|Journal||Nat Rev Gastroenterol Hepatol Volume: 11 Issue: 5 Pages: 300-7|
|Publish Date||2014 May|
Alcoholic liver disease (ALD) is the major cause of life-threatening liver disease in Western countries. Abstinence from alcohol is the foundation of all treatment programmes for patients with ALD. Liver transplantation is a valuable option for patients with life-threatening ALD. Although the role of liver transplantation in the treatment of alcoholic hepatitis that is unresponsive to medical therapy is controversial, the latest prospective studies support this approach.
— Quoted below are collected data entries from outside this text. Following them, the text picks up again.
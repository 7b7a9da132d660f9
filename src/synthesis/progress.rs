use parking_lot::Mutex;

/// Aggregate progress of one synthesis run.
#[derive(Debug, Clone, Copy, PartialEq)]
pub struct SynthesisProgress {
    /// One-based index of the chunk in flight or just finished
    pub current_chunk_index: usize,
    pub total_chunks: usize,
    /// 0.0..=100.0
    pub percent: f32,
}

/// Turns per-chunk events into monotonically non-decreasing progress.
///
/// Events that would move the chunk index or percentage backwards are dropped.
pub struct ProgressTracker<'a> {
    total_chunks: usize,
    sink: Option<&'a (dyn Fn(SynthesisProgress) + Send + Sync)>,
    last: Mutex<Option<SynthesisProgress>>,
}

impl<'a> ProgressTracker<'a> {
    pub fn new(
        total_chunks: usize,
        sink: Option<&'a (dyn Fn(SynthesisProgress) + Send + Sync)>,
    ) -> Self {
        Self {
            total_chunks,
            sink,
            last: Mutex::new(None),
        }
    }

    /// Chunk `index` (zero-based) reported `fraction` of its own work.
    pub fn chunk_progress(&self, index: usize, fraction: f32) {
        let fraction = if fraction.is_finite() {
            fraction.clamp(0.0, 1.0)
        } else {
            0.0
        };
        self.emit(index, index as f32 + fraction);
    }

    /// Chunk `index` (zero-based) finished.
    pub fn chunk_done(&self, index: usize) {
        self.emit(index, (index + 1) as f32);
    }

    fn emit(&self, index: usize, completed_chunks: f32) {
        if self.total_chunks == 0 {
            return;
        }
        let progress = SynthesisProgress {
            current_chunk_index: (index + 1).min(self.total_chunks),
            total_chunks: self.total_chunks,
            percent: (completed_chunks / self.total_chunks as f32 * 100.0).clamp(0.0, 100.0),
        };

        {
            let mut last = self.last.lock();
            if let Some(previous) = *last {
                if progress.current_chunk_index < previous.current_chunk_index
                    || progress.percent < previous.percent
                    || progress == previous
                {
                    return;
                }
            }
            *last = Some(progress);
        }

        if let Some(sink) = self.sink {
            sink(progress);
        }
    }
}
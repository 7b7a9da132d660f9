//! # piper-local
//!
//! Client-side text-to-speech core. Turns arbitrary text into speech using a
//! downloadable, cacheable voice model and a local inference engine.
//!
//! ## Features
//!
//! - **Text segmentation**: paragraph and sentence aware chunking with a
//!   character budget, CJK aware
//! - **Language matching**: script-based language detection matched against
//!   the voice catalog
//! - **Model cache**: voice assets persisted in a pluggable byte store, with
//!   deduplicated downloads and progress milestones
//! - **Chunked synthesis**: ordered per-chunk inference with aggregate
//!   progress and cooperative cancellation
//!
//! ## Quick Start
//!
//! ```toml
//! [dependencies]
//! piper-local = { version = "2026.2", features = ["piper"] }
//! ```
//!
//! ```ignore
//! use std::sync::Arc;
//! use piper_local::{
//!     catalog::VoiceCatalog, config::TtsConfig, context::TtsContext,
//!     engines::piper::PiperEngine, fetch::HttpAssetFetcher,
//! };
//!
//! let config = TtsConfig::default();
//! let catalog = VoiceCatalog::from_json_file("voices.json")?;
//! let fetcher = Arc::new(HttpAssetFetcher::new(&config.voices_base_url));
//! let context = TtsContext::initialize(config, catalog, fetcher).await?;
//!
//! let voice = context.catalog().get("en_US-lessac-medium").unwrap().clone();
//! let orchestrator = context.orchestrator(Arc::new(PiperEngine::new()));
//! let audio = orchestrator.generate_audio("Hello, world!", &voice, 1.0, None).await?;
//! audio.write_wav(std::path::Path::new("output.wav"))?;
//! context.shutdown().await?;
//! ```

pub mod cache;
pub mod catalog;
pub mod config;
pub mod context;
pub mod engines;
pub mod fetch;
pub mod language;
pub mod session;
pub mod synthesis;
pub mod text;

use std::path::Path;

use async_trait::async_trait;

use crate::cache::ModelAssets;

/// One chunk's worth of synthesized audio.
#[derive(Debug, Clone, PartialEq)]
pub struct Waveform {
    /// Interleaved f32 samples
    pub samples: Vec<f32>,
    pub sample_rate: u32,
    pub channel_count: u16,
}

impl Waveform {
    /// Create a mono waveform.
    pub fn mono(samples: Vec<f32>, sample_rate: u32) -> Self {
        Self {
            samples,
            sample_rate,
            channel_count: 1,
        }
    }

    /// Duration of the audio in seconds.
    pub fn duration_secs(&self) -> f64 {
        frames_to_secs(self.samples.len(), self.sample_rate, self.channel_count)
    }

    fn same_layout(&self, other: &Waveform) -> bool {
        self.sample_rate == other.sample_rate && self.channel_count == other.channel_count
    }
}

/// The result of a full synthesis run.
///
/// Holds the ordered concatenation of every chunk's waveform. `playback_rate`
/// is carried for the consumer; the samples are never re-timed.
#[derive(Debug, Clone, PartialEq)]
pub struct AudioResult {
    /// Raw audio samples as f32 values, interleaved when multi-channel
    pub samples: Vec<f32>,
    pub sample_rate: u32,
    pub channel_count: u16,
    /// Playback speed multiplier requested by the caller
    pub playback_rate: f32,
}

impl AudioResult {
    /// Concatenate chunk waveforms in order.
    ///
    /// Fails with the index of the first waveform whose sample rate or channel
    /// layout differs from the first one.
    pub fn concatenate(waveforms: Vec<Waveform>, playback_rate: f32) -> Result<Self, usize> {
        let Some(first) = waveforms.first() else {
            return Ok(Self {
                samples: Vec::new(),
                sample_rate: 0,
                channel_count: 1,
                playback_rate,
            });
        };

        if let Some(index) = waveforms.iter().position(|w| !w.same_layout(first)) {
            return Err(index);
        }

        let sample_rate = first.sample_rate;
        let channel_count = first.channel_count;
        let total: usize = waveforms.iter().map(|w| w.samples.len()).sum();
        let mut samples = Vec::with_capacity(total);
        for waveform in waveforms {
            samples.extend_from_slice(&waveform.samples);
        }

        Ok(Self {
            samples,
            sample_rate,
            channel_count,
            playback_rate,
        })
    }

    /// Write the audio to a 32-bit float WAV file.
    pub fn write_wav(&self, path: &Path) -> Result<(), Box<dyn std::error::Error>> {
        let spec = hound::WavSpec {
            channels: self.channel_count,
            sample_rate: self.sample_rate,
            bits_per_sample: 32,
            sample_format: hound::SampleFormat::Float,
        };
        let mut writer = hound::WavWriter::create(path, spec)?;
        for &sample in &self.samples {
            writer.write_sample(sample)?;
        }
        writer.finalize()?;
        Ok(())
    }

    /// Duration of the audio in seconds, at normal speed.
    pub fn duration_secs(&self) -> f64 {
        frames_to_secs(self.samples.len(), self.sample_rate, self.channel_count)
    }

    /// Wall-clock duration once the consumer applies `playback_rate`.
    pub fn playback_duration_secs(&self) -> f64 {
        if self.playback_rate <= 0.0 {
            return self.duration_secs();
        }
        self.duration_secs() / self.playback_rate as f64
    }
}

fn frames_to_secs(samples: usize, sample_rate: u32, channel_count: u16) -> f64 {
    if sample_rate == 0 || channel_count == 0 {
        return 0.0;
    }
    samples as f64 / channel_count as f64 / sample_rate as f64
}

/// Boundary to the local neural inference engine.
///
/// Implementations receive one chunk of text plus the cached model and config
/// bytes and return that chunk's waveform. `on_progress` accepts a fraction in
/// `0.0..=1.0` for engines that can report sub-chunk progress; it may be
/// ignored.
#[async_trait]
pub trait InferenceEngine: Send + Sync {
    async fn synthesize(
        &self,
        text: &str,
        assets: &ModelAssets,
        on_progress: &(dyn Fn(f32) + Send + Sync),
    ) -> Result<Waveform, Box<dyn std::error::Error + Send + Sync>>;
}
No single measure gives a reliable estimate of the risk of drinking relapses before or after liver transplantation, but careful evaluation by an addiction specialist with a particular interest in transplant medicine is the best available approach. Survival, both on the waiting list and after the operation, is better in patients with ALD than in patients with HCV infection. Alcohol relapse may lead to liver damage and increased mortality, albeit usually after many years of renewed drinking. After liver transplantation, patients with ALD have increased rates of mortality and morbidity that are attributable to cardiovascular disease and new-onset cancers of the aerodigestive tract. The latter are probably linked to the high prevalence of smoking in this population. Cessation of smoking is thus an important goal in the care of patients with ALD after they have undergone liver transplantation.